退院後の生活を見据え、患者さんの自立のために実践できる“ちょっとリハ”とは?今回は、車椅子への移乗のための方向転換と着座動作の介助ポイントを紹介します。ADLをチームで見ることの大切さもお伝えします。
方向転換の介助の際には“軸”に意識を
方向転換は以下の3レベルがあります。
ⓐ全介助で持ち上げる
ⓑ軸足で方向転換を行う(軸回旋)
ⓒステップで方向転換する
ⓑの軸回旋では、軸足に重心があるときに、介助者が重心を意識して介助していないと、介助そのものが患者さんにとって「重心が支持面からはずれて、倒されるような」状態となり、自発動作やバランスを阻害してしまいます。
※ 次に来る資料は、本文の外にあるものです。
//! Integration tests for uexpect

use std::time::{Duration, Instant};
use uexpect::{Error, LifecycleState, Pattern, Session, SessionRegistry, Shell, Signal};

fn sh(script: &str) -> Session {
    Session::builder()
        .timeout(Duration::from_secs(5))
        .arg("-c")
        .arg(script)
        .spawn("sh")
        .expect("Failed to spawn sh")
}

#[tokio::test]
async fn test_literal_matches_first_occurrence() {
    if cfg!(windows) {
        return;
    }

    let session = sh("printf 'world hello there hello'");

    let result = session
        .expect(Pattern::exact("hello"))
        .await
        .expect("Pattern not found");

    assert_eq!(result.matched, "hello");
    assert_eq!(result.before, "world ");
    assert_eq!(result.end - result.start, "hello".len());
}

#[tokio::test]
async fn test_declaration_order_breaks_ties() {
    if cfg!(windows) {
        return;
    }

    let session = sh("printf 'abcdef'");

    // both patterns can match at the same offset; the first declared wins
    let patterns = [Pattern::exact("abc"), Pattern::exact("abcdef")];
    let result = session
        .expect_any(&patterns)
        .await
        .expect("No pattern matched");

    assert_eq!(result.pattern_index, 0);
    assert_eq!(result.matched, "abc");
}

#[tokio::test]
async fn test_earliest_offset_wins_over_declaration() {
    if cfg!(windows) {
        return;
    }

    let session = sh("printf 'xx early then later'");

    let patterns = [Pattern::exact("later"), Pattern::exact("early")];
    let result = session
        .expect_any(&patterns)
        .await
        .expect("No pattern matched");

    assert_eq!(result.pattern_index, 1);
    assert_eq!(result.matched, "early");
}

#[tokio::test]
async fn test_consumed_bytes_never_rematch() {
    if cfg!(windows) {
        return;
    }

    let session = sh("printf 'one two one'; sleep 1");

    let first = session
        .expect(Pattern::exact("one"))
        .await
        .expect("First occurrence not found");
    assert_eq!(first.before, "");

    let second = session
        .expect(Pattern::exact("one"))
        .await
        .expect("Second occurrence not found");
    assert_eq!(second.before, " two ");

    // both occurrences are consumed now
    let third = session
        .expect_with_timeout(Pattern::exact("one"), Some(Duration::from_millis(200)))
        .await;
    assert!(matches!(third, Err(Error::Timeout { .. })));
}

#[tokio::test]
async fn test_timeout_window() {
    if cfg!(windows) {
        return;
    }

    let session = sh("sleep 2");
    let timeout = Duration::from_millis(300);

    let started = Instant::now();
    let result = session
        .expect_with_timeout(Pattern::exact("NEVER_APPEARS"), Some(timeout))
        .await;
    let elapsed = started.elapsed();

    match result {
        Err(Error::Timeout { duration, .. }) => assert_eq!(duration, timeout),
        other => panic!("Expected timeout, got {other:?}"),
    }
    // never early; late by at most the poll quantum plus scheduling slack
    assert!(elapsed >= timeout, "returned early: {elapsed:?}");
    assert!(elapsed < timeout + Duration::from_millis(700), "overshot: {elapsed:?}");
}

#[tokio::test]
async fn test_timeout_sentinel_resolves_as_match() {
    if cfg!(windows) {
        return;
    }

    let session = sh("printf pending; sleep 2");

    let patterns = [Pattern::exact("NEVER"), Pattern::Timeout];
    let result = session
        .expect_any_with_timeout(&patterns, Some(Duration::from_millis(200)))
        .await
        .expect("Timeout sentinel should resolve as a match");

    assert_eq!(result.pattern_index, 1);
    assert_eq!(result.matched, "");
    assert_eq!(result.before, "pending");

    // the soft timeout left the buffer unconsumed
    let again = session
        .expect(Pattern::exact("pending"))
        .await
        .expect("Unconsumed data should still match");
    assert_eq!(again.before, "");
}

#[tokio::test]
async fn test_second_expect_fails_busy() {
    if cfg!(windows) {
        return;
    }

    let session = sh("sleep 2");

    let background = session.clone();
    let pending = tokio::spawn(async move {
        background
            .expect_with_timeout(Pattern::exact("NEVER"), Some(Duration::from_secs(1)))
            .await
    });
    tokio::time::sleep(Duration::from_millis(100)).await;

    let started = Instant::now();
    let second = session
        .expect_with_timeout(Pattern::exact("ALSO_NEVER"), Some(Duration::from_secs(1)))
        .await;

    assert!(matches!(second, Err(Error::SessionBusy)));
    // fail-fast, not queued behind the pending call
    assert!(started.elapsed() < Duration::from_millis(100));

    assert!(matches!(
        pending.await.unwrap(),
        Err(Error::Timeout { .. })
    ));
}

#[tokio::test]
async fn test_login_prompt_scenario() {
    if cfg!(windows) {
        return;
    }

    let session = sh("printf 'login: '; read user; printf 'Password: '; read pass");

    let login = session
        .expect(Pattern::exact("login: "))
        .await
        .expect("Login prompt not found");
    assert_eq!(login.before, "");
    assert_eq!(login.matched, "login: ");

    session.send_line("user").await.expect("Failed to send");

    let password = session
        .expect(Pattern::exact("Password: "))
        .await
        .expect("Password prompt not found");
    assert_eq!(password.matched, "Password: ");
    // the PTY echo of what we typed is the "before" text
    assert!(password.before.contains("user"), "before = {:?}", password.before);

    session.close().await;
}

#[tokio::test]
async fn test_overflow_reported_not_hung() {
    if cfg!(windows) {
        return;
    }

    let session = Session::builder()
        .timeout(Duration::from_secs(5))
        .buffer_limit(10)
        .arg("-c")
        .arg("for i in $(seq 1 20); do printf aaaaaaaaaa; done; sleep 2")
        .spawn("sh")
        .expect("Failed to spawn sh");

    let result = session.expect(Pattern::exact("zzz")).await;

    match result {
        Err(Error::BufferOverflow { limit, before }) => {
            assert_eq!(limit, 10);
            assert!(before.len() <= 10);
        }
        other => panic!("Expected buffer overflow, got {other:?}"),
    }
}

#[tokio::test]
async fn test_clean_exit_eof_scenario() {
    if cfg!(windows) {
        return;
    }

    let session = sh("printf done");

    let patterns = [Pattern::exact("done"), Pattern::Eof];
    let result = session
        .expect_any(&patterns)
        .await
        .expect("No pattern matched");
    assert_eq!(result.pattern_index, 0);
    assert_eq!(result.matched, "done");

    let eof = session
        .expect_any(&[Pattern::Eof])
        .await
        .expect("EOF not matched");
    assert_eq!(eof.pattern_index, 0);
    assert_eq!(eof.before, "");
}

#[tokio::test]
async fn test_unexpected_eof_carries_before_text() {
    if cfg!(windows) {
        return;
    }

    let session = sh("printf 'partial output'");

    let result = session.expect(Pattern::exact("NEVER")).await;

    match result {
        Err(Error::UnexpectedEof { before }) => {
            assert!(before.contains("partial output"));
        }
        other => panic!("Expected unexpected EOF, got {other:?}"),
    }
}

#[tokio::test]
async fn test_close_cancels_inflight_expect() {
    if cfg!(windows) {
        return;
    }

    let session = Session::builder()
        .timeout(Duration::from_secs(10))
        .close_grace_period(Duration::from_millis(100))
        .arg("-c")
        .arg("sleep 5")
        .spawn("sh")
        .expect("Failed to spawn sh");

    let background = session.clone();
    let pending = tokio::spawn(async move {
        background.expect(Pattern::exact("NEVER")).await
    });
    tokio::time::sleep(Duration::from_millis(100)).await;

    let started = Instant::now();
    session.close().await;
    let outcome = pending.await.unwrap();

    assert!(matches!(outcome, Err(Error::SessionClosed)));
    // resolved promptly, not after the expect's own 10s timeout
    assert!(started.elapsed() < Duration::from_secs(2));
    assert_eq!(session.status(), LifecycleState::Closed);
}

#[tokio::test]
async fn test_close_is_idempotent() {
    if cfg!(windows) {
        return;
    }

    let session = sh("printf done");
    session.close().await;
    session.close().await;
    assert_eq!(session.status(), LifecycleState::Closed);

    assert!(matches!(
        session.send(b"late").await,
        Err(Error::SessionClosed)
    ));
    assert!(matches!(
        session.expect(Pattern::exact("x")).await,
        Err(Error::SessionClosed)
    ));
}

#[tokio::test]
async fn test_send_while_expect_in_flight() {
    if cfg!(windows) {
        return;
    }

    let session = Session::spawn("cat").expect("Failed to spawn cat");

    let background = session.clone();
    let pending = tokio::spawn(async move {
        background.expect(Pattern::exact("marco")).await
    });
    tokio::time::sleep(Duration::from_millis(100)).await;

    // the write path is independent of the pending read loop
    session.send_line("marco").await.expect("Failed to send");

    let result = pending.await.unwrap().expect("Echo not matched");
    assert_eq!(result.matched, "marco");

    session.close().await;
}

#[tokio::test]
async fn test_wait_reports_exit_code() {
    if cfg!(windows) {
        return;
    }

    let session = sh("exit 7");
    let state = session.wait().await.expect("Wait failed");
    assert_eq!(state, LifecycleState::Exited(7));
}

#[tokio::test]
async fn test_terminate_reports_signaled() {
    if cfg!(windows) {
        return;
    }

    let session = sh("sleep 30");
    assert!(session.is_alive());

    session.terminate(Signal::Kill).expect("Failed to signal");
    let state = session.wait().await.expect("Wait failed");
    assert_eq!(state, LifecycleState::Signaled(9));
}

#[tokio::test]
async fn test_regex_with_captures() {
    if cfg!(windows) {
        return;
    }

    let session = sh("printf 'Email: user@example.com is valid'");

    let result = session
        .expect(Pattern::regex(r"(\w+)@(\w+)\.(\w+)").expect("Invalid regex"))
        .await
        .expect("Pattern not found");

    assert_eq!(result.captures[0], "user@example.com");
    assert_eq!(result.captures[1], "user");
    assert_eq!(result.captures[2], "example");
    assert_eq!(result.captures[3], "com");
}

#[tokio::test]
async fn test_ansi_stripping() {
    if cfg!(windows) {
        return;
    }

    let session = Session::builder()
        .timeout(Duration::from_secs(5))
        .strip_ansi(true)
        .arg("-c")
        .arg(r#"printf '\033[31mRED\033[0m plain'"#)
        .spawn("sh")
        .expect("Failed to spawn sh");

    let result = session
        .expect(Pattern::exact("RED plain"))
        .await
        .expect("Pattern not found");
    assert_eq!(result.matched, "RED plain");
}

#[tokio::test]
async fn test_before_field_excludes_trailing_output() {
    if cfg!(windows) {
        return;
    }

    let session = sh("printf 'BEFORE_TEXT MARKER AFTER_TEXT'; sleep 1");

    let result = session
        .expect(Pattern::exact("MARKER"))
        .await
        .expect("Pattern not found");

    assert_eq!(result.matched, "MARKER");
    assert!(result.before.contains("BEFORE_TEXT"));
    assert!(!result.before.contains("AFTER_TEXT"));
}

#[tokio::test]
async fn test_custom_line_separator() {
    if cfg!(windows) {
        return;
    }

    let session = Session::builder()
        .timeout(Duration::from_secs(5))
        .line_separator("\r")
        .spawn("cat")
        .expect("Failed to spawn cat");

    session.send_line("polo").await.expect("Failed to send");

    let result = session
        .expect(Pattern::exact("polo"))
        .await
        .expect("Echo not matched");
    assert_eq!(result.matched, "polo");

    session.close().await;
}

#[tokio::test]
async fn test_utf8_output() {
    if cfg!(windows) {
        return;
    }

    let session = sh("printf 'Hello 世界!'");

    let result = session
        .expect(Pattern::exact("世界"))
        .await
        .expect("Pattern not found");
    assert_eq!(result.matched, "世界");
}

#[tokio::test]
async fn test_spawn_invalid_command() {
    let result = Session::builder().spawn("definitely_not_a_real_command_12345");
    assert!(result.is_err());
}

#[tokio::test]
async fn test_empty_pattern_rejected() {
    if cfg!(windows) {
        return;
    }

    let session = sh("printf x; sleep 1");
    let result = session.expect(Pattern::exact("")).await;
    assert!(matches!(result, Err(Error::Pattern(_))));
    session.close().await;
}

#[tokio::test]
async fn test_registry_closes_everything() {
    if cfg!(windows) {
        return;
    }

    let registry = SessionRegistry::new();
    let first = Session::spawn("cat").expect("Failed to spawn cat");
    let second = Session::spawn("cat").expect("Failed to spawn cat");

    registry.register(&first);
    registry.register(&second);
    assert_eq!(registry.len(), 2);

    registry.close_all().await;
    assert!(registry.is_empty());
    assert_eq!(first.status(), LifecycleState::Closed);
    assert_eq!(second.status(), LifecycleState::Closed);
}

#[tokio::test]
async fn test_shell_runs_commands() {
    if cfg!(windows) || !std::path::Path::new("/bin/bash").exists() {
        return;
    }

    let shell = Shell::builder()
        .timeout(Duration::from_secs(10))
        .spawn()
        .await
        .expect("Failed to open shell");

    let hello = shell.run("echo hello").await.expect("Command failed");
    assert_eq!(hello.output, "hello");
    assert_eq!(hello.exit_code, Some(0));

    let failing = shell.run("false").await.expect("Command failed");
    assert_eq!(failing.exit_code, Some(1));

    shell.close().await;
}

#[tokio::test]
async fn test_shell_reports_multiline_output() {
    if cfg!(windows) || !std::path::Path::new("/bin/bash").exists() {
        return;
    }

    let shell = Shell::builder()
        .timeout(Duration::from_secs(10))
        .spawn()
        .await
        .expect("Failed to open shell");

    let result = shell
        .run("printf 'first\\nsecond\\n'")
        .await
        .expect("Command failed");
    assert_eq!(result.output, "first\nsecond");
    assert_eq!(result.exit_code, Some(0));

    shell.close().await;
}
方向転換の“軸”を意識しましょう(図1)。
図1 方向転換の実施

●方向転換に必要な軸足の強化を行うことができる
着座動作のポイントは“重心移動のタイミング調整”
ドスン”と座る高齢者をよく見かけると思います。この原因としては、踏んばりきれない場合と、足部から殿部に重心が移動するタイミングが早い場合が考えられます。
また、重心が支持面からうしろにずれ、「後方に倒れる」状態になっているとも考えられます。体幹を患者さん自身のつま先を見る程度に前傾させ、ゆっくり座るように促しましょう。体幹の前傾を促すと、重心が後方にずれなくなるため、バランス感覚の向上につながります。